On February 26, 2015 Marin Dimitrov, CTO of Ontotext presented Text Mining and Knowledge Graphs in the Cloud: The Self-Service Semantic Suite (S4). This hour long webinar, now available on-demand, discussed the capabilities of S4 and how organizations can benefit from it. Following the presentation, the volume of audience participation was so great that we were unable to answer all of the questions. So we sat down with Marin to get the answers.
Q: Our worldwide audience showed a great deal of interest in the S4 News Analytics. Are there plans to provide support for languages in addition to English?
MD: Yes, multilingual support is on our roadmap. Ontotext has already provided solutions for media & publishing for customers dealing with languages like German, Dutch and Italian, so multi-lingual analytics covering other European languages will be available on the S4 platform in 2015.
Q: Can structured data, e.g. from an SQL DB dump, be added to S4?
MD: There is an existing W3C standard, RDB2RDF which deals with ways to transform relational data into RDF. The standard defines two ways for RDF-izing relational data: a simpler, direct mapping approach, and a more complex and expressive mapping language R2RML. Several open source and commercial tools support the RDB2RDF standard and can be used right now to RDF-ize relational data. In the future the S4 platform may be extended to include such data import capabilities, but at present, for an SQL dump to be imported into the RDF database in the Cloud, it has to be RDB2RDF pre-processing first.
Q: Why does S4 utilize JSON instead of JSON-LD? Are there any plans to use JSON-LD in the future?
MD: JSON-LD is indeed on our short-term roadmap and it will be supported by the S4 platform in Q2’2015. We will also be introducing a 3rd output format, which is very suitable for documents with rich formatting, where the original formatting needs to be preserved. While JSON-LD indeed provides a better way to describe the RDF enriched output of the S4 analytics services, it is still a relatively new serialisation format (from Jan’2014) and many developers still prefer to use plain old JSON. S4 will support a variety of text analytics output formats, so that developers can choose the one best suited to their expertise and needs.
Q: Does S4 convert the content to RDF?
MD: Yes. As explained in the previous answer, JSON-LD – which is a valid RDF serialisation format – will be one of the supported text analytics output formats soon.
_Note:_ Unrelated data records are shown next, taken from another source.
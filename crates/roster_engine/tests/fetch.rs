use std::time::Duration;

use pretty_assertions::assert_eq;
use roster_core::CharacterStatus;
use roster_engine::{CatalogFetcher, CatalogSettings, FailureKind, ReqwestCatalogClient};
use serde_json::{json, Value};
use wiremock::matchers::{method, path, query_param};
use wiremock::{Mock, MockServer, ResponseTemplate};

fn character_json(id: u64, name: &str, status: &str) -> Value {
    json!({
        "id": id,
        "name": name,
        "status": status,
        "species": "Human",
        "type": "",
        "gender": "Male",
        "origin": { "name": "Earth", "url": "" },
        "location": { "name": "Earth", "url": "" },
        "image": format!("https://example.com/avatar/{id}.jpeg"),
        "episode": ["https://example.com/episode/1"],
        "url": format!("https://example.com/character/{id}"),
        "created": "2017-11-04T18:48:46.250Z"
    })
}

fn page_body(characters: Vec<Value>, next: Option<&str>) -> String {
    json!({
        "info": {
            "count": characters.len(),
            "pages": 42,
            "next": next,
            "prev": null
        },
        "results": characters
    })
    .to_string()
}

fn settings_for(server: &MockServer) -> CatalogSettings {
    CatalogSettings {
        base_url: server.uri(),
        ..CatalogSettings::default()
    }
}

#[tokio::test]
async fn fetch_parses_records_and_the_has_next_flag() {
    let server = MockServer::start().await;
    Mock::given(method("GET"))
        .and(path("/character"))
        .and(query_param("page", "1"))
        .respond_with(ResponseTemplate::new(200).set_body_raw(
            page_body(
                vec![
                    character_json(1, "Rick Sanchez", "Alive"),
                    character_json(3, "Summer Smith", "unknown"),
                ],
                Some("https://example.com/api/character?page=2"),
            ),
            "application/json",
        ))
        .mount(&server)
        .await;

    let client = ReqwestCatalogClient::new(settings_for(&server));
    let page = client.fetch_page(1).await.expect("fetch ok");

    assert!(page.has_next);
    assert_eq!(page.records.len(), 2);
    assert_eq!(page.records[0].name, "Rick Sanchez");
    assert_eq!(page.records[0].status, CharacterStatus::Alive);
    assert_eq!(page.records[1].status, CharacterStatus::Unknown);
    assert_eq!(page.records[1].episode_refs.len(), 1);
}

#[tokio::test]
async fn last_page_reports_no_next() {
    let server = MockServer::start().await;
    Mock::given(method("GET"))
        .and(path("/character"))
        .and(query_param("page", "3"))
        .respond_with(ResponseTemplate::new(200).set_body_raw(
            page_body(vec![character_json(9, "Mr. Meeseeks", "Alive")], None),
            "application/json",
        ))
        .mount(&server)
        .await;

    let client = ReqwestCatalogClient::new(settings_for(&server));
    let page = client.fetch_page(3).await.expect("fetch ok");
    assert!(!page.has_next);
}

#[tokio::test]
async fn http_error_status_is_surfaced() {
    let server = MockServer::start().await;
    Mock::given(method("GET"))
        .and(path("/character"))
        .respond_with(ResponseTemplate::new(404))
        .mount(&server)
        .await;

    let client = ReqwestCatalogClient::new(settings_for(&server));
    let err = client.fetch_page(999).await.unwrap_err();
    assert_eq!(err.kind, FailureKind::HttpStatus(404));
}

#[tokio::test]
async fn slow_response_times_out() {
    let server = MockServer::start().await;
    Mock::given(method("GET"))
        .and(path("/character"))
        .respond_with(
            ResponseTemplate::new(200)
                .set_delay(Duration::from_millis(250))
                .set_body_raw(page_body(Vec::new(), None), "application/json"),
        )
        .mount(&server)
        .await;

    let settings = CatalogSettings {
        request_timeout: Duration::from_millis(50),
        ..settings_for(&server)
    };
    let client = ReqwestCatalogClient::new(settings);
    let err = client.fetch_page(1).await.unwrap_err();
    assert_eq!(err.kind, FailureKind::Timeout);
}

#[tokio::test]
async fn malformed_payload_is_a_decode_failure() {
    let server = MockServer::start().await;
    Mock::given(method("GET"))
        .and(path("/character"))
        .respond_with(ResponseTemplate::new(200).set_body_raw("not json", "application/json"))
        .mount(&server)
        .await;

    let client = ReqwestCatalogClient::new(settings_for(&server));
    let err = client.fetch_page(1).await.unwrap_err();
    assert_eq!(err.kind, FailureKind::Decode);
}

#[tokio::test]
async fn page_zero_is_rejected_before_any_request() {
    let client = ReqwestCatalogClient::new(CatalogSettings::default());
    let err = client.fetch_page(0).await.unwrap_err();
    assert_eq!(err.kind, FailureKind::InvalidPage);
}
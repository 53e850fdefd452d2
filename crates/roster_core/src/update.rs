use crate::{AppState, Effect, Msg};

/// Pure update function: applies a message to state and returns any effects.
pub fn update(mut state: AppState, msg: Msg) -> (AppState, Vec<Effect>) {
    let effects = match msg {
        Msg::RefreshRequested => {
            let session = state.begin_session();
            vec![Effect::FetchPage { session, page: 1 }]
        }
        Msg::LoadNextRequested => {
            // One in-flight fetch at a time; a frozen has-more flag stops
            // pagination until the user refreshes.
            if state.has_more() && !state.loading() {
                let (session, page) = state.begin_page_fetch();
                vec![Effect::FetchPage { session, page }]
            } else {
                Vec::new()
            }
        }
        Msg::PageLoaded { session, page } => {
            if session == state.session() {
                state.apply_page(&page);
            }
            Vec::new()
        }
        Msg::PageFailed { session } => {
            if session == state.session() {
                state.apply_fetch_failure();
            }
            Vec::new()
        }
        Msg::QueryChanged(query) => {
            state.set_query(query);
            Vec::new()
        }
        Msg::StatusFilterChanged(status) => {
            state.set_status_filter(status);
            Vec::new()
        }
        Msg::Tick | Msg::NoOp => Vec::new(),
    };

    (state, effects)
}
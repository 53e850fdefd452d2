//! Roster core: pure state machine for the character catalog browser.
mod effect;
pub mod filter;
mod msg;
mod record;
mod roster;
mod state;
mod update;
mod view_model;

pub use effect::Effect;
pub use filter::{FilterCriteria, StatusFilter};
pub use msg::Msg;
pub use record::{CatalogPage, CharacterRecord, CharacterStatus, LocationRef};
pub use roster::Roster;
pub use state::{AppState, MergeStats, SessionId};
pub use update::update;
pub use view_model::{CharacterRow, RosterViewModel};
use std::path::PathBuf;
use thiserror::Error;

/// Structural faults abort the run; value-level anomalies never appear
/// here; they become data-quality findings instead.
#[derive(Error, Debug)]
pub enum AnalyticsError {
    #[error("I/O error on {}: {source}", path.display())]
    Io {
        path: PathBuf,
        #[source]
        source: std::io::Error,
    },

    #[error("CSV error in {}: {source}", path.display())]
    Csv {
        path: PathBuf,
        #[source]
        source: csv::Error,
    },

    #[error("Missing required column '{column}' in {}", path.display())]
    MissingColumn { path: PathBuf, column: String },

    #[error("Unparseable timestamp '{value}' in {}, column '{column}', row {row}", path.display())]
    BadTimestamp {
        path: PathBuf,
        column: String,
        row: usize,
        value: String,
    },

    #[error("Invalid number '{value}' in {}, column '{column}', row {row}", path.display())]
    BadNumber {
        path: PathBuf,
        column: String,
        row: usize,
        value: String,
    },

    #[error("Config error: {0}")]
    Config(#[from] serde_json::Error),

    #[error(transparent)]
    Other(#[from] anyhow::Error),
}

pub type AnalyticsResult<T> = Result<T, AnalyticsError>;
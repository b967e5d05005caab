//! Data access layer: reads the three CSV snapshots, renames the raw
//! export headers to canonical names, and parses timestamps.
//!
//! RULE: only the loader touches files on the input side. Everything
//! downstream works against the in-memory `Dataset`.
//!
//! Structural problems (missing file, missing column, unparseable
//! timestamp) abort the load with a diagnostic naming the file, column,
//! and row. Value-level oddities (out-of-range feedback, negative doc
//! counts) pass through untouched; surfacing those is the quality
//! module's job.

use crate::dataset::Dataset;
use crate::error::{AnalyticsError, AnalyticsResult};
use crate::model::{Event, Firm, User};
use chrono::{NaiveDate, NaiveDateTime, NaiveTime};
use std::path::Path;

pub const USERS_FILE: &str = "users.csv";
pub const FIRMS_FILE: &str = "firms.csv";
pub const EVENTS_FILE: &str = "events.csv";

/// Load all three tables from `data_dir` and build the indexed dataset.
pub fn load_dataset(data_dir: &Path) -> AnalyticsResult<Dataset> {
    let users = load_users(&data_dir.join(USERS_FILE))?;
    let firms = load_firms(&data_dir.join(FIRMS_FILE))?;
    let events = load_events(&data_dir.join(EVENTS_FILE))?;

    log::info!(
        "Loaded snapshot: {} users, {} firms, {} events",
        users.len(),
        firms.len(),
        events.len(),
    );

    Ok(Dataset::new(users, firms, events))
}

pub fn load_users(path: &Path) -> AnalyticsResult<Vec<User>> {
    let mut reader = open(path)?;
    let headers = headers(&mut reader, path)?;
    let id = column(&headers, "ID", path)?;
    let created = column(&headers, "CREATED", path)?;
    let title = column(&headers, "TITLE", path)?;

    let mut users = Vec::new();
    for (i, record) in reader.records().enumerate() {
        let record = record.map_err(|source| AnalyticsError::Csv {
            path: path.to_path_buf(),
            source,
        })?;
        let row = i + 2; // 1-based, after the header line
        users.push(User {
            user_id: field(&record, id).to_string(),
            user_created_date: parse_timestamp(field(&record, created), path, "CREATED", row)?,
            user_title: field(&record, title).to_string(),
        });
    }
    Ok(users)
}

pub fn load_firms(path: &Path) -> AnalyticsResult<Vec<Firm>> {
    let mut reader = open(path)?;
    let headers = headers(&mut reader, path)?;
    let id = column(&headers, "ID", path)?;
    let created = column(&headers, "CREATED", path)?;
    let size = column(&headers, "FIRM_SIZE", path)?;
    let arr = column(&headers, "ARR_IN_THOUSANDS", path)?;

    let mut firms = Vec::new();
    for (i, record) in reader.records().enumerate() {
        let record = record.map_err(|source| AnalyticsError::Csv {
            path: path.to_path_buf(),
            source,
        })?;
        let row = i + 2;
        firms.push(Firm {
            firm_id: field(&record, id).to_string(),
            firm_created_date: parse_timestamp(field(&record, created), path, "CREATED", row)?,
            firm_size: parse_i64(field(&record, size), path, "FIRM_SIZE", row)?,
            arr_in_thousands: parse_f64(field(&record, arr), path, "ARR_IN_THOUSANDS", row)?,
        });
    }
    Ok(firms)
}

pub fn load_events(path: &Path) -> AnalyticsResult<Vec<Event>> {
    let mut reader = open(path)?;
    let headers = headers(&mut reader, path)?;
    let created = column(&headers, "CREATED", path)?;
    let firm_id = column(&headers, "FIRM_ID", path)?;
    let user_id = column(&headers, "USER_ID", path)?;
    let event_type = column(&headers, "EVENT_TYPE", path)?;
    let num_docs = column(&headers, "NUM_DOCS", path)?;
    let feedback = column(&headers, "FEEDBACK_SCORE", path)?;

    let mut events = Vec::new();
    for (i, record) in reader.records().enumerate() {
        let record = record.map_err(|source| AnalyticsError::Csv {
            path: path.to_path_buf(),
            source,
        })?;
        let row = i + 2;
        events.push(Event {
            // The snapshot carries no event id; row position is the id.
            event_id: i as u64,
            user_id: field(&record, user_id).to_string(),
            firm_id: field(&record, firm_id).to_string(),
            event_type: field(&record, event_type).to_string(),
            event_created_at: parse_timestamp(field(&record, created), path, "CREATED", row)?,
            num_docs: parse_i64(field(&record, num_docs), path, "NUM_DOCS", row)?,
            feedback_score: parse_optional_i64(field(&record, feedback), path, "FEEDBACK_SCORE", row)?,
        });
    }
    Ok(events)
}

// ── CSV plumbing ─────────────────────────────────────────────────────────────

fn open(path: &Path) -> AnalyticsResult<csv::Reader<std::fs::File>> {
    csv::ReaderBuilder::new()
        .trim(csv::Trim::All)
        .from_path(path)
        .map_err(|source| AnalyticsError::Csv {
            path: path.to_path_buf(),
            source,
        })
}

fn headers(
    reader: &mut csv::Reader<std::fs::File>,
    path: &Path,
) -> AnalyticsResult<csv::StringRecord> {
    reader
        .headers()
        .map(Clone::clone)
        .map_err(|source| AnalyticsError::Csv {
            path: path.to_path_buf(),
            source,
        })
}

fn column(headers: &csv::StringRecord, name: &str, path: &Path) -> AnalyticsResult<usize> {
    headers
        .iter()
        .position(|h| h == name)
        .ok_or_else(|| AnalyticsError::MissingColumn {
            path: path.to_path_buf(),
            column: name.to_string(),
        })
}

fn field<'r>(record: &'r csv::StringRecord, index: usize) -> &'r str {
    record.get(index).unwrap_or("")
}

// ── Field parsing ────────────────────────────────────────────────────────────

/// Accepts the timestamp forms seen in the raw exports: date-time with a
/// space or a `T`, or a bare date (midnight).
fn parse_timestamp(
    value: &str,
    path: &Path,
    column: &str,
    row: usize,
) -> AnalyticsResult<NaiveDateTime> {
    if let Ok(ts) = NaiveDateTime::parse_from_str(value, "%Y-%m-%d %H:%M:%S") {
        return Ok(ts);
    }
    if let Ok(ts) = NaiveDateTime::parse_from_str(value, "%Y-%m-%dT%H:%M:%S") {
        return Ok(ts);
    }
    if let Ok(date) = NaiveDate::parse_from_str(value, "%Y-%m-%d") {
        return Ok(date.and_time(NaiveTime::MIN));
    }
    if let Ok(date) = NaiveDate::parse_from_str(value, "%m/%d/%Y") {
        return Ok(date.and_time(NaiveTime::MIN));
    }
    Err(AnalyticsError::BadTimestamp {
        path: path.to_path_buf(),
        column: column.to_string(),
        row,
        value: value.to_string(),
    })
}

fn parse_i64(value: &str, path: &Path, column: &str, row: usize) -> AnalyticsResult<i64> {
    if let Ok(v) = value.parse::<i64>() {
        return Ok(v);
    }
    // Some exports carry integers as "12.0".
    if let Ok(v) = value.parse::<f64>() {
        if v.fract() == 0.0 {
            return Ok(v as i64);
        }
    }
    Err(AnalyticsError::BadNumber {
        path: path.to_path_buf(),
        column: column.to_string(),
        row,
        value: value.to_string(),
    })
}

fn parse_f64(value: &str, path: &Path, column: &str, row: usize) -> AnalyticsResult<f64> {
    value
        .parse::<f64>()
        .map_err(|_| AnalyticsError::BadNumber {
            path: path.to_path_buf(),
            column: column.to_string(),
            row,
            value: value.to_string(),
        })
}

/// Empty cells (and spreadsheet NaN spellings) are missing feedback, a
/// counted condition, not an error.
fn parse_optional_i64(
    value: &str,
    path: &Path,
    column: &str,
    row: usize,
) -> AnalyticsResult<Option<i64>> {
    if value.is_empty() || value.eq_ignore_ascii_case("nan") || value.eq_ignore_ascii_case("null") {
        return Ok(None);
    }
    parse_i64(value, path, column, row).map(Some)
}
//! The three base entity records, as normalized by the loader.
//!
//! All collections are loaded once per run and never mutated; every
//! derived table is a fresh output.

use crate::types::EntityId;
use chrono::NaiveDateTime;
use serde::{Deserialize, Serialize};

#[derive(Debug, Clone, Serialize, Deserialize)]
pub struct User {
    pub user_id: EntityId,
    pub user_created_date: NaiveDateTime,
    pub user_title: String,
}

#[derive(Debug, Clone, Serialize, Deserialize)]
pub struct Firm {
    pub firm_id: EntityId,
    pub firm_created_date: NaiveDateTime,
    pub firm_size: i64,
    pub arr_in_thousands: f64,
}

/// A usage event. `event_id` is synthetic: the row position in the
/// source file. References to users/firms are not enforced; dangling
/// ids are a condition to detect, not an error.
#[derive(Debug, Clone, Serialize, Deserialize)]
pub struct Event {
    pub event_id: u64,
    pub user_id: EntityId,
    pub firm_id: EntityId,
    pub event_type: String,
    pub event_created_at: NaiveDateTime,
    pub num_docs: i64,
    pub feedback_score: Option<i64>,
}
At the same time transforming the current plain JSON output into RDF (JSON-LD, Turtle, etc.) is fairly trivial.
Q: What is the S4 Browser plugin? We saw a Firefox plugin API in the demo, can we use it?
MD: The Firefox plugin for S4 makes it easy for developers to test S4 text analytics services right from the web browser. It is open source and available via the Mozilla marketplace. A S4 plugin for the Chrome browser will be available soon as well. The API keys are specific for the user (in this case, the keys are for my S4 account), not for the plugin itself, and you can generate as many personal API keys as needed when you register a S4 account at http://s4.ontotext.com/
Q:Do you have any recommended applications to use for those who are not fluent in SPARQL?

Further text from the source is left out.